If heart block occurs, Lopressor should be discontinued and atropine (0.25-0.5 mg) should be administered intravenously. If treatment with atropine is not successful, cautious administration of isoproterenol or installation of a cardiac pacemaker should be considered.

Hypotension:
If hypotension (systolic blood pressure .90 mmHg) occurs, Lopressor should be discontinued, and the hemodynamic status of the patient and the extent of myocardial damage carefully assessed. Invasive monitoring of central venous, pulmonary capillary wedge, and arterial pressures may be required. Appropriate therapy with fluids, positive inotropic agents, balloon counterpulsation, or other treatment modalities should be instituted. If hypotension is associated with sinus bradycardia or AV block, treatment should be directed at reversing these (see above).

Bronchospastic Diseases:
Patients with bronchospastic diseases should, in general, not receive beta blockers, including Lopressor.
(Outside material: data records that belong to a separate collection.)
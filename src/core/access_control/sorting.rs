//! Sort orders of the role and membership columns

use super::types::{Assignment, Principal, PrincipalType, Role};
use std::cmp::Ordering;

/// Users before groups
pub fn users_first(a: &Principal, b: &Principal) -> Ordering {
    rank_principal(a).cmp(&rank_principal(b))
}

/// Case-insensitive by principal name
pub fn by_principal_name(a: &Principal, b: &Principal) -> Ordering {
    a.name()
        .to_lowercase()
        .cmp(&b.name().to_lowercase())
        .then_with(|| a.name().cmp(b.name()))
}

/// Exclusions before inclusions
pub fn excludes_first(a: &Assignment, b: &Assignment) -> Ordering {
    a.is_include().cmp(&b.is_include())
}

/// Standard roles before scoped roles
pub fn standard_first(a: &Role, b: &Role) -> Ordering {
    a.is_scoped().cmp(&b.is_scoped())
}

/// Case-insensitive by role name
pub fn by_role_name(a: &Role, b: &Role) -> Ordering {
    a.name()
        .to_lowercase()
        .cmp(&b.name().to_lowercase())
        .then_with(|| a.name().cmp(b.name()))
}

fn rank_principal(principal: &Principal) -> u8 {
    match principal.principal_type() {
        PrincipalType::User => 0,
        PrincipalType::Group => 1,
    }
}
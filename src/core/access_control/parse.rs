//! Reading the access control model

use super::addresses::authorization;
use super::assignments::Assignments;
use super::ids::role_id;
use super::principals::Principals;
use super::roles::Roles;
use super::store::AccessControlSnapshot;
use super::types::{
    AccessControlProvider, Assignment, LOCAL_USERNAME, Principal, PrincipalType, Role, RoleType,
};
use crate::core::dmr::constants::{
    ATTRIBUTES_ONLY, BASE_ROLE, CHILD_TYPE, EXCLUDE, HOST_SCOPED_ROLE, INCLUDE, INCLUDE_ALL,
    INCLUDE_RUNTIME, NAME, PROVIDER, READ_CHILDREN_RESOURCES_OPERATION, READ_RESOURCE_OPERATION,
    REALM, RECURSIVE, ROLE_MAPPING, SERVER_GROUP_SCOPED_ROLE, STANDARD_ROLE_NAMES, TYPE,
};
use crate::core::dmr::{Composite, CompositeResult, ModelNodeExt, Operation};
use serde_json::Value;
use tracing::{debug, warn};

/// The composite read by a reload
///
/// Step order is fixed: root attributes, then (domain only) host scoped and
/// server group scoped roles, then role mappings.
pub fn reload_composite(standalone: bool) -> Composite {
    let mut composite = Composite::new();
    composite.push(
        Operation::builder(authorization(), READ_RESOURCE_OPERATION)
            .param(INCLUDE_RUNTIME, true)
            .param(ATTRIBUTES_ONLY, true)
            .build(),
    );
    if !standalone {
        composite.push(read_children(HOST_SCOPED_ROLE));
        composite.push(read_children(SERVER_GROUP_SCOPED_ROLE));
    }
    composite.push(read_children(ROLE_MAPPING));
    composite
}

fn read_children(child_type: &str) -> Operation {
    Operation::builder(authorization(), READ_CHILDREN_RESOURCES_OPERATION)
        .param(CHILD_TYPE, child_type)
        .param(RECURSIVE, true)
        .build()
}

/// Build a snapshot from the result of [`reload_composite`]
pub fn parse_snapshot(
    result: &CompositeResult,
    standalone: bool,
    generation: u64,
) -> AccessControlSnapshot {
    let mut roles = Roles::new();
    let mut principals = Principals::new();
    let mut assignments = Assignments::new();

    let mut step = 0;
    let attributes = result.step(step);
    step += 1;

    let provider = attributes.enum_or(PROVIDER, AccessControlProvider::Simple);
    for name in attributes.string_list(STANDARD_ROLE_NAMES) {
        roles.add(Role::standard(name));
    }

    // Scoped roles resolve their base role, so standard roles must be in place
    if !standalone {
        for (name, node) in result.step(step).property_list() {
            let role = scoped_role(&roles, name, node, RoleType::Host);
            roles.add(role);
        }
        step += 1;

        for (name, node) in result.step(step).property_list() {
            let role = scoped_role(&roles, name, node, RoleType::ServerGroup);
            roles.add(role);
        }
        step += 1;
    }

    for (name, node) in result.step(step).property_list() {
        let Some(role) = roles.get_mut(&role_id(name)) else {
            warn!("Cannot add assignment for role {}: No matching role found", name);
            continue;
        };
        if node.has_defined(INCLUDE_ALL) {
            role.set_include_all(node.bool_or(INCLUDE_ALL, false));
        }
        let role = role.clone();

        for (direction, include) in [(INCLUDE, true), (EXCLUDE, false)] {
            let Some(children) = node.get(direction).filter(|children| !children.is_null()) else {
                continue;
            };
            for (resource_name, principal_node) in children.property_list() {
                if let Some(principal) = principal(resource_name, principal_node) {
                    principals.add(principal.clone());
                    assignments.add(Assignment::new(principal, &role, include));
                }
            }
        }
    }

    debug!(
        "Parsed {} roles, {} principals and {} assignments",
        roles.len(),
        principals.len(),
        assignments.len()
    );
    AccessControlSnapshot::new(generation, provider, roles, principals, assignments)
}

fn scoped_role(roles: &Roles, name: &str, node: &Value, role_type: RoleType) -> Role {
    let base_role = node.str_of(BASE_ROLE).and_then(|base| match roles.by_name(base) {
        Some(base) if base.is_standard() => Some(base.name().to_string()),
        _ => {
            warn!("Base role {} of scoped role {} is not a standard role", base, name);
            None
        }
    });
    let scope = role_type
        .scope_attribute()
        .map(|attribute| node.string_list(attribute))
        .unwrap_or_default();
    Role::scoped(name, role_type, base_role, scope)
}

fn principal(resource_name: &str, node: &Value) -> Option<Principal> {
    let name = node.str_of(NAME)?;
    if name == LOCAL_USERNAME {
        return None;
    }

    let principal_type = match node.str_of(TYPE).map(str::parse::<PrincipalType>) {
        Some(Ok(principal_type)) => principal_type,
        _ => {
            warn!("Skipping principal {} with missing or unknown type", resource_name);
            return None;
        }
    };
    let realm = node.str_of(REALM).map(str::to_string);
    Some(Principal::new(principal_type, resource_name, name, realm))
}
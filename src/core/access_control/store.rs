//! Snapshot store
//!
//! The registries are never patched in place. A reload builds a complete
//! [`AccessControlSnapshot`] and swaps it in atomically, so readers see either
//! the old or the new state, never something in between.

use super::assignments::Assignments;
use super::principals::Principals;
use super::roles::Roles;
use super::types::AccessControlProvider;
use arc_swap::ArcSwap;
use std::fmt;
use std::ops::Deref;
use std::sync::Arc;
use std::sync::atomic::{AtomicU64, Ordering};

/// Registries read by one reload
#[derive(Debug, Clone, Default)]
pub struct AccessControlSnapshot {
    generation: u64,
    provider: AccessControlProvider,
    roles: Roles,
    principals: Principals,
    assignments: Assignments,
}

impl AccessControlSnapshot {
    pub fn new(
        generation: u64,
        provider: AccessControlProvider,
        roles: Roles,
        principals: Principals,
        assignments: Assignments,
    ) -> Self {
        Self {
            generation,
            provider,
            roles,
            principals,
            assignments,
        }
    }

    /// Generation of the reload that produced this snapshot; 0 before the first one
    pub fn generation(&self) -> u64 {
        self.generation
    }

    pub fn provider(&self) -> AccessControlProvider {
        self.provider
    }

    pub fn roles(&self) -> &Roles {
        &self.roles
    }

    pub fn principals(&self) -> &Principals {
        &self.principals
    }

    pub fn assignments(&self) -> &Assignments {
        &self.assignments
    }
}

/// Result of applying a finished reload
#[derive(Debug, Clone, Copy, PartialEq, Eq)]
pub enum ReloadOutcome {
    /// The snapshot is now current
    Applied { generation: u64 },
    /// A newer reload had already been applied; the snapshot was dropped
    Superseded { generation: u64, current: u64 },
}

impl ReloadOutcome {
    pub fn is_applied(&self) -> bool {
        matches!(self, Self::Applied { .. })
    }
}

/// Holds the current snapshot and hands out reload generations
#[derive(Default)]
pub struct SnapshotStore {
    current: ArcSwap<AccessControlSnapshot>,
    generations: AtomicU64,
}

impl SnapshotStore {
    pub fn new() -> Self {
        Self::default()
    }

    /// Reserve the generation of a reload that is about to start
    pub fn next_generation(&self) -> u64 {
        self.generations.fetch_add(1, Ordering::SeqCst) + 1
    }

    pub fn load(&self) -> Arc<AccessControlSnapshot> {
        self.current.load_full()
    }

    /// Install `snapshot` unless a newer generation is already current
    pub fn apply(&self, snapshot: AccessControlSnapshot) -> ReloadOutcome {
        let generation = snapshot.generation;
        let candidate = Arc::new(snapshot);

        loop {
            let current = self.current.load_full();
            if generation <= current.generation {
                return ReloadOutcome::Superseded {
                    generation,
                    current: current.generation,
                };
            }

            let previous = self.current.compare_and_swap(&current, Arc::clone(&candidate));
            if Arc::ptr_eq(&*previous, &current) {
                return ReloadOutcome::Applied { generation };
            }
        }
    }
}

impl fmt::Debug for SnapshotStore {
    fn fmt(&self, f: &mut fmt::Formatter<'_>) -> fmt::Result {
        f.debug_struct("SnapshotStore")
            .field("generation", &self.current.load().generation)
            .finish()
    }
}

/// A registry borrowed from a snapshot that stays alive as long as the view
pub struct SnapshotRef<T> {
    snapshot: Arc<AccessControlSnapshot>,
    project: fn(&AccessControlSnapshot) -> &T,
}

impl<T> SnapshotRef<T> {
    pub(crate) fn new(
        snapshot: Arc<AccessControlSnapshot>,
        project: fn(&AccessControlSnapshot) -> &T,
    ) -> Self {
        Self { snapshot, project }
    }

    /// The snapshot the registry belongs to
    pub fn snapshot(&self) -> &Arc<AccessControlSnapshot> {
        &self.snapshot
    }
}

impl<T> Deref for SnapshotRef<T> {
    type Target = T;

    fn deref(&self) -> &T {
        (self.project)(&self.snapshot)
    }
}

impl<T: fmt::Debug> fmt::Debug for SnapshotRef<T> {
    fn fmt(&self, f: &mut fmt::Formatter<'_>) -> fmt::Result {
        fmt::Debug::fmt(&**self, f)
    }
}
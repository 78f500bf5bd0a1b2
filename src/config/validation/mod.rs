//! Configuration validation
//!
//! - `trait_def`: Core Validate trait definition
//! - `console_validators`: Validators for every configuration section
//! - `tests`: Test suite for all validators

mod console_validators;
mod trait_def;

pub use trait_def::Validate;
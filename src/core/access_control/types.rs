//! Access control type definitions

use super::ids::{principal_id, role_id};
use crate::utils::error::ConsoleError;
use serde::{Deserialize, Serialize};
use std::cmp::Ordering;
use std::collections::BTreeSet;
use std::fmt;
use std::hash::{Hash, Hasher};
use std::str::FromStr;

/// Principal name of the identity the server creates for local clients
pub const LOCAL_USERNAME: &str = "$local";

/// Standard role names
pub const SUPER_USER: &str = "SuperUser";
pub const ADMINISTRATOR: &str = "Administrator";

/// Which access control provider the server uses
#[derive(Debug, Clone, Copy, PartialEq, Eq, Hash, Serialize, Deserialize, Default)]
#[serde(rename_all = "lowercase")]
pub enum AccessControlProvider {
    #[default]
    Simple,
    Rbac,
}

impl AccessControlProvider {
    /// Value of the `provider` attribute
    pub fn as_str(self) -> &'static str {
        match self {
            Self::Simple => "simple",
            Self::Rbac => "rbac",
        }
    }

    /// The provider a switch moves to
    pub fn toggled(self) -> Self {
        match self {
            Self::Simple => Self::Rbac,
            Self::Rbac => Self::Simple,
        }
    }
}

impl fmt::Display for AccessControlProvider {
    fn fmt(&self, f: &mut fmt::Formatter<'_>) -> fmt::Result {
        f.write_str(self.as_str())
    }
}

impl FromStr for AccessControlProvider {
    type Err = ConsoleError;

    fn from_str(s: &str) -> Result<Self, Self::Err> {
        match s.to_ascii_lowercase().as_str() {
            "simple" => Ok(Self::Simple),
            "rbac" => Ok(Self::Rbac),
            _ => Err(ConsoleError::parsing(format!("Unknown access control provider: {}", s))),
        }
    }
}

/// Kind of principal
#[derive(Debug, Clone, Copy, PartialEq, Eq, Hash, PartialOrd, Ord, Serialize, Deserialize)]
#[serde(rename_all = "UPPERCASE")]
pub enum PrincipalType {
    User,
    Group,
}

impl PrincipalType {
    /// Value of the `type` attribute of an include or exclude
    pub fn as_str(self) -> &'static str {
        match self {
            Self::User => "USER",
            Self::Group => "GROUP",
        }
    }

    /// Prefix of ids and new resource names
    pub fn prefix(self) -> &'static str {
        match self {
            Self::User => "user",
            Self::Group => "group",
        }
    }
}

impl FromStr for PrincipalType {
    type Err = ConsoleError;

    fn from_str(s: &str) -> Result<Self, Self::Err> {
        match s.to_ascii_uppercase().as_str() {
            "USER" => Ok(Self::User),
            "GROUP" => Ok(Self::Group),
            _ => Err(ConsoleError::parsing(format!("Unknown principal type: {}", s))),
        }
    }
}

/// A user or group referenced by assignments
///
/// Two principals are equal when their resource names are equal.
#[derive(Debug, Clone, Serialize, Deserialize)]
pub struct Principal {
    principal_type: PrincipalType,
    resource_name: String,
    name: String,
    realm: Option<String>,
}

impl Principal {
    pub fn new(
        principal_type: PrincipalType,
        resource_name: impl Into<String>,
        name: impl Into<String>,
        realm: Option<String>,
    ) -> Self {
        Self {
            principal_type,
            resource_name: resource_name.into(),
            name: name.into(),
            realm,
        }
    }

    /// A principal that does not exist yet, named `user-<name>[@realm]`
    pub fn transient(principal_type: PrincipalType, name: &str, realm: Option<&str>) -> Self {
        let mut resource_name = format!("{}-{}", principal_type.prefix(), name);
        if let Some(realm) = realm.filter(|realm| !realm.is_empty()) {
            resource_name.push('@');
            resource_name.push_str(realm);
        }
        Self::new(
            principal_type,
            resource_name,
            name,
            realm.filter(|realm| !realm.is_empty()).map(str::to_string),
        )
    }

    pub fn id(&self) -> String {
        principal_id(self.principal_type.prefix(), &self.name)
    }

    pub fn principal_type(&self) -> PrincipalType {
        self.principal_type
    }

    pub fn resource_name(&self) -> &str {
        &self.resource_name
    }

    pub fn name(&self) -> &str {
        &self.name
    }

    pub fn realm(&self) -> Option<&str> {
        self.realm.as_deref()
    }
}

impl PartialEq for Principal {
    fn eq(&self, other: &Self) -> bool {
        self.resource_name == other.resource_name
    }
}

impl Eq for Principal {}

impl Hash for Principal {
    fn hash<H: Hasher>(&self, state: &mut H) {
        self.resource_name.hash(state);
    }
}

impl PartialOrd for Principal {
    fn partial_cmp(&self, other: &Self) -> Option<Ordering> {
        Some(self.cmp(other))
    }
}

impl Ord for Principal {
    fn cmp(&self, other: &Self) -> Ordering {
        self.resource_name.cmp(&other.resource_name)
    }
}

impl fmt::Display for Principal {
    fn fmt(&self, f: &mut fmt::Formatter<'_>) -> fmt::Result {
        match &self.realm {
            Some(realm) => write!(f, "{}({}@{})", self.principal_type.prefix(), self.name, realm),
            None => write!(f, "{}({})", self.principal_type.prefix(), self.name),
        }
    }
}

/// Kind of role
#[derive(Debug, Clone, Copy, PartialEq, Eq, Hash, Serialize, Deserialize)]
#[serde(rename_all = "kebab-case")]
pub enum RoleType {
    Standard,
    Host,
    ServerGroup,
}

impl RoleType {
    /// Child type of the scoped role resource; `None` for standard roles
    pub fn resource_type(self) -> Option<&'static str> {
        match self {
            Self::Standard => None,
            Self::Host => Some("host-scoped-role"),
            Self::ServerGroup => Some("server-group-scoped-role"),
        }
    }

    /// Label used in notifications
    pub fn label(self) -> &'static str {
        match self {
            Self::Standard => "Role",
            Self::Host => "Host Scoped Role",
            Self::ServerGroup => "Server Group Scoped Role",
        }
    }

    /// Attribute holding the scope of a scoped role
    pub fn scope_attribute(self) -> Option<&'static str> {
        match self {
            Self::Standard => None,
            Self::Host => Some("hosts"),
            Self::ServerGroup => Some("server-groups"),
        }
    }
}

/// An authorization role
///
/// Equality is by name only. Scoped roles reference their base role by name;
/// resolve it through the role registry.
#[derive(Debug, Clone, Serialize, Deserialize)]
pub struct Role {
    name: String,
    role_type: RoleType,
    base_role: Option<String>,
    scope: BTreeSet<String>,
    include_all: bool,
}

impl Role {
    pub fn standard(name: impl Into<String>) -> Self {
        Self {
            name: name.into(),
            role_type: RoleType::Standard,
            base_role: None,
            scope: BTreeSet::new(),
            include_all: false,
        }
    }

    pub fn scoped<I, S>(
        name: impl Into<String>,
        role_type: RoleType,
        base_role: Option<String>,
        scope: I,
    ) -> Self
    where
        I: IntoIterator<Item = S>,
        S: Into<String>,
    {
        Self {
            name: name.into(),
            role_type,
            base_role,
            scope: scope.into_iter().map(Into::into).collect(),
            include_all: false,
        }
    }

    pub fn id(&self) -> String {
        role_id(&self.name)
    }

    pub fn name(&self) -> &str {
        &self.name
    }

    pub fn role_type(&self) -> RoleType {
        self.role_type
    }

    pub fn is_standard(&self) -> bool {
        self.role_type == RoleType::Standard
    }

    pub fn is_scoped(&self) -> bool {
        !self.is_standard()
    }

    /// Name of the standard role a scoped role derives from
    pub fn base_role(&self) -> Option<&str> {
        self.base_role.as_deref()
    }

    pub fn scope(&self) -> &BTreeSet<String> {
        &self.scope
    }

    pub fn is_include_all(&self) -> bool {
        self.include_all
    }

    pub(crate) fn set_include_all(&mut self, include_all: bool) {
        self.include_all = include_all;
    }
}

impl PartialEq for Role {
    fn eq(&self, other: &Self) -> bool {
        self.name == other.name
    }
}

impl Eq for Role {}

impl Hash for Role {
    fn hash<H: Hasher>(&self, state: &mut H) {
        self.name.hash(state);
    }
}

impl fmt::Display for Role {
    fn fmt(&self, f: &mut fmt::Formatter<'_>) -> fmt::Result {
        f.write_str(&self.name)
    }
}

/// Inclusion or exclusion of a principal in a role
///
/// Equal when principal, role name and direction are equal, so one principal
/// can be included in and excluded from the same role at once.
#[derive(Debug, Clone, PartialEq, Eq, Hash, Serialize, Deserialize)]
pub struct Assignment {
    principal: Principal,
    role: String,
    include: bool,
}

impl Assignment {
    pub fn new(principal: Principal, role: &Role, include: bool) -> Self {
        Self {
            principal,
            role: role.name().to_string(),
            include,
        }
    }

    pub fn principal(&self) -> &Principal {
        &self.principal
    }

    /// Name of the role
    pub fn role(&self) -> &str {
        &self.role
    }

    pub fn role_id(&self) -> String {
        role_id(&self.role)
    }

    pub fn is_include(&self) -> bool {
        self.include
    }

    /// Child type under the role mapping (`include` or `exclude`)
    pub fn direction(&self) -> &'static str {
        if self.include { "include" } else { "exclude" }
    }
}

impl PartialOrd for Assignment {
    fn partial_cmp(&self, other: &Self) -> Option<Ordering> {
        Some(self.cmp(other))
    }
}

impl Ord for Assignment {
    fn cmp(&self, other: &Self) -> Ordering {
        self.principal
            .cmp(&other.principal)
            .then_with(|| self.role.cmp(&other.role))
            .then_with(|| self.include.cmp(&other.include))
    }
}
Because of its relative beta1 selectivity, Lopressor may be used with extreme caution in patients with bronchospastic disease. Because it is unknown to what extent beta2-stimulating agents may exacerbate myocardial ischemia and the extent of infarction, these agents should not be used prophylactically. If bronchospasm not related to congestive heart failure occurs, Lopressor should be discontinued. A theophylline derivative or a beta2 agonist may be administered cautiously, depending on the clinical condition of the patient. Both theophylline derivatives and beta2 agonists may produce serious cardiac arrhythmias.